**Exercise objective**
Extract the entries in their exact form.

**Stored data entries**

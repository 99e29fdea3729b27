/// A task pool for scoped fork/join parallelism.
///
/// On native targets, uses `std::thread::scope` for scoped parallel
/// execution: every task spawned inside a scope is joined before the
/// scope returns, so scratch buffers borrowed by tasks can never
/// outlive the barrier. On WASM, tasks execute sequentially on the
/// calling thread.
///
/// # Example
///
/// ```
/// use meshforge_core::compute::TaskPool;
///
/// let pool = TaskPool::new(4);
///
/// let mut results = vec![0u32; 4];
/// pool.scope(|s| {
///     for (i, slot) in results.iter_mut().enumerate() {
///         s.spawn(move || {
///             *slot = (i as u32) * 10;
///         });
///     }
/// });
/// assert_eq!(results, vec![0, 10, 20, 30]);
/// ```
pub struct TaskPool {
    #[allow(dead_code)]
    num_threads: usize,
}

impl TaskPool {
    /// Creates a new task pool with the given number of worker threads.
    ///
    /// On WASM, the thread count is ignored (single-threaded execution).
    pub fn new(num_threads: usize) -> Self {
        Self {
            num_threads: num_threads.max(1),
        }
    }

    /// Creates a task pool sized to the number of available CPU cores.
    pub fn default_threads() -> Self {
        Self::new(std::thread::available_parallelism().map_or(1, |n| n.get()))
    }

    /// Executes tasks within a scoped context.
    ///
    /// All tasks spawned within the closure complete before this method
    /// returns — the scope exit is the join barrier. Tasks can borrow
    /// local variables thanks to scoped lifetimes.
    #[cfg(not(target_arch = "wasm32"))]
    pub fn scope<'env, F>(&self, f: F)
    where
        F: for<'scope> FnOnce(&Scope<'scope, 'env>),
    {
        std::thread::scope(|s| {
            let scope = Scope { inner: s };
            f(&scope);
        });
    }

    /// Executes tasks within a scoped context (WASM: sequential).
    #[cfg(target_arch = "wasm32")]
    pub fn scope<'env, F>(&self, f: F)
    where
        F: for<'scope> FnOnce(&Scope<'scope, 'env>),
    {
        let scope = Scope {
            _marker: std::marker::PhantomData,
        };
        f(&scope);
    }

    /// Runs `f` over every item in parallel and joins before returning.
    ///
    /// The parallel-for counterpart of [`scope`](Self::scope): each item
    /// becomes one task, and the implicit barrier at the end guarantees
    /// all of them finished.
    pub fn for_each<T, F>(&self, items: Vec<T>, f: F)
    where
        T: Send,
        F: Fn(T) + Sync,
    {
        self.scope(|s| {
            let f = &f;
            for item in items {
                s.spawn(move || f(item));
            }
        });
    }
}

impl Default for TaskPool {
    fn default() -> Self {
        Self::default_threads()
    }
}

/// A scope for spawning tasks that must complete before the scope exits.
#[cfg(not(target_arch = "wasm32"))]
pub struct Scope<'scope, 'env: 'scope> {
    inner: &'scope std::thread::Scope<'scope, 'env>,
}

#[cfg(not(target_arch = "wasm32"))]
impl<'scope, 'env> Scope<'scope, 'env> {
    /// Spawns a task within this scope.
    pub fn spawn<F>(&self, f: F)
    where
        F: FnOnce() + Send + 'scope,
    {
        self.inner.spawn(f);
    }
}

/// A scope for spawning tasks (WASM: sequential execution).
#[cfg(target_arch = "wasm32")]
pub struct Scope<'scope, 'env: 'scope> {
    _marker: std::marker::PhantomData<(&'scope (), &'env ())>,
}

#[cfg(target_arch = "wasm32")]
impl<'scope, 'env> Scope<'scope, 'env> {
    /// Spawns a task within this scope (WASM: executes immediately).
    pub fn spawn<F>(&self, f: F)
    where
        F: FnOnce() + Send + 'scope,
    {
        f();
    }
}

#[cfg(test)]
mod tests {
    use super::*;
    use std::sync::atomic::{AtomicU32, Ordering};

    #[test]
    fn scope_runs_single_task() {
        let pool = TaskPool::new(2);
        let counter = AtomicU32::new(0);
        pool.scope(|s| {
            s.spawn(|| {
                counter.fetch_add(1, Ordering::Relaxed);
            });
        });
        assert_eq!(counter.load(Ordering::Relaxed), 1);
    }

    #[test]
    fn scope_runs_multiple_tasks() {
        let pool = TaskPool::new(4);
        let counter = AtomicU32::new(0);
        pool.scope(|s| {
            for _ in 0..10 {
                s.spawn(|| {
                    counter.fetch_add(1, Ordering::Relaxed);
                });
            }
        });
        assert_eq!(counter.load(Ordering::Relaxed), 10);
    }

    #[test]
    fn scope_captures_references() {
        let pool = TaskPool::new(2);
        let mut value = 0u32;
        pool.scope(|s| {
            s.spawn(|| {
                value = 42;
            });
        });
        assert_eq!(value, 42);
    }

    #[test]
    fn for_each_visits_all_items() {
        let pool = TaskPool::new(4);
        let mut values = vec![1u32, 2, 3, 4, 5];
        let slots: Vec<&mut u32> = values.iter_mut().collect();
        pool.for_each(slots, |slot| {
            *slot *= 2;
        });
        assert_eq!(values, vec![2, 4, 6, 8, 10]);
    }

    #[test]
    fn default_threads_at_least_one() {
        let pool = TaskPool::default_threads();
        assert!(pool.num_threads >= 1);
    }
}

**Response**
repository 99e29fdea3729b27
/// A task pool for scoped fork/join parallelism.
///
/// On native targets, uses `std::thread::scope` for scoped parallel
/// execution: every task spawned inside a scope is joined before the
/// scope returns, so scratch buffers borrowed by tasks can never
/// outlive the barrier. On WASM, tasks execute sequentially on the
/// calling thread.
///
/// # Example
///
/// ```
/// use meshforge_core::compute::TaskPool;
///
/// let pool = TaskPool::new(4);
///
/// let mut results = vec![0u32; 4];
/// pool.scope(|s| {
///     for (i, slot) in results.iter_mut().enumerate() {
///         s.spawn(move || {
///             *slot = (i as u32) * 10;
///         });
///     }
/// });
/// assert_eq!(results, vec![0, 10, 20, 30]);
/// ```
pub struct TaskPool {
    #[allow(dead_code)]
    num_threads: usize,
}

impl TaskPool {
    /// Creates a new task pool with the given number of worker threads.
    ///
    /// On WASM, the thread count is ignored (single-threaded execution).
    pub fn new(num_threads: usize) -> Self {
        Self {
            num_threads: num_threads.max(1),
        }
    }

    /// Creates a task pool sized to the number of available CPU cores.
    pub fn default_threads() -> Self {
        Self::new(std::thread::available_parallelism().map_or(1, |n| n.get()))
    }

    /// Executes tasks within a scoped context.
    ///
    /// All tasks spawned within the closure complete before this method
    /// returns — the scope exit is the join barrier. Tasks can borrow
    /// local variables thanks to scoped lifetimes.
    #[cfg(not(target_arch = "wasm32"))]
    pub fn scope<'env, F>(&self, f: F)
    where
        F: for<'scope> FnOnce(&Scope<'scope, 'env>),
    {
        std::thread::scope(|s| {
            let scope = Scope { inner: s };
            f(&scope);
        });
    }

    /// Executes tasks within a scoped context (WASM: sequential).
    #[cfg(target_arch = "wasm32")]
    pub fn scope<'env, F>(&self, f: F)
    where
        F: for<'scope> FnOnce(&Scope<'scope, 'env>),
    {
        let scope = Scope {
            _marker: std::marker::PhantomData,
        };
        f(&scope);
    }

    /// Runs `f` over every item in parallel and joins before returning.
    ///
    /// The parallel-for counterpart of [`scope`](Self::scope): each item
    /// becomes one task, and the implicit barrier at the end guarantees
    /// all of them finished.
    pub fn for_each<T, F>(&self, items: Vec<T>, f: F)
    where
        T: Send,
        F: Fn(T) + Sync,
    {
        self.scope(|s| {
            let f = &f;
            for item in items {
                s.spawn(move || f(item));
            }
        });
    }
}

impl Default for TaskPool {
    fn default() -> Self {
        Self::default_threads()
    }
}

/// A scope for spawning tasks that must complete before the scope exits.
#[cfg(not(target_arch = "wasm32"))]
pub struct Scope<'scope, 'env: 'scope> {
    inner: &'scope std::thread::Scope<'scope, 'env>,
}

#[cfg(not(target_arch = "wasm32"))]
impl<'scope, 'env> Scope<'scope, 'env> {
    /// Spawns a task within this scope.
    pub fn spawn<F>(&self, f: F)
    where
        F: FnOnce() + Send + 'scope,
    {
        self.inner.spawn(f);
    }
}

/// A scope for spawning tasks (WASM: sequential execution).
#[cfg(target_arch = "wasm32")]
pub struct Scope<'scope, 'env: 'scope> {
    _marker: std::marker::PhantomData<(&'scope (), &'env ())>,
}

#[cfg(target_arch = "wasm32")]
impl<'scope, 'env> Scope<'scope, 'env> {
    /// Spawns a task within this scope (WASM: executes immediately).
    pub fn spawn<F>(&self, f: F)
    where
        F: FnOnce() + Send + 'scope,
    {
        f();
    }
}

#[cfg(test)]
mod tests {
    use super::*;
    use std::sync::atomic::{AtomicU32, Ordering};

    #[test]
    fn scope_runs_single_task() {
        let pool = TaskPool::new(2);
        let counter = AtomicU32::new(0);
        pool.scope(|s| {
            s.spawn(|| {
                counter.fetch_add(1, Ordering::Relaxed);
            });
        });
        assert_eq!(counter.load(Ordering::Relaxed), 1);
    }

    #[test]
    fn scope_runs_multiple_tasks() {
        let pool = TaskPool::new(4);
        let counter = AtomicU32::new(0);
        pool.scope(|s| {
            for _ in 0..10 {
                s.spawn(|| {
                    counter.fetch_add(1, Ordering::Relaxed);
                });
            }
        });
        assert_eq!(counter.load(Ordering::Relaxed), 10);
    }

    #[test]
    fn scope_captures_references() {
        let pool = TaskPool::new(2);
        let mut value = 0u32;
        pool.scope(|s| {
            s.spawn(|| {
                value = 42;
            });
        });
        assert_eq!(value, 42);
    }

    #[test]
    fn for_each_visits_all_items() {
        let pool = TaskPool::new(4);
        let mut values = vec![1u32, 2, 3, 4, 5];
        let slots: Vec<&mut u32> = values.iter_mut().collect();
        pool.for_each(slots, |slot| {
            *slot *= 2;
        });
        assert_eq!(values, vec![2, 4, 6, 8, 10]);
    }

    #[test]
    fn default_threads_at_least_one() {
        let pool = TaskPool::default_threads();
        assert!(pool.num_threads >= 1);
    }
}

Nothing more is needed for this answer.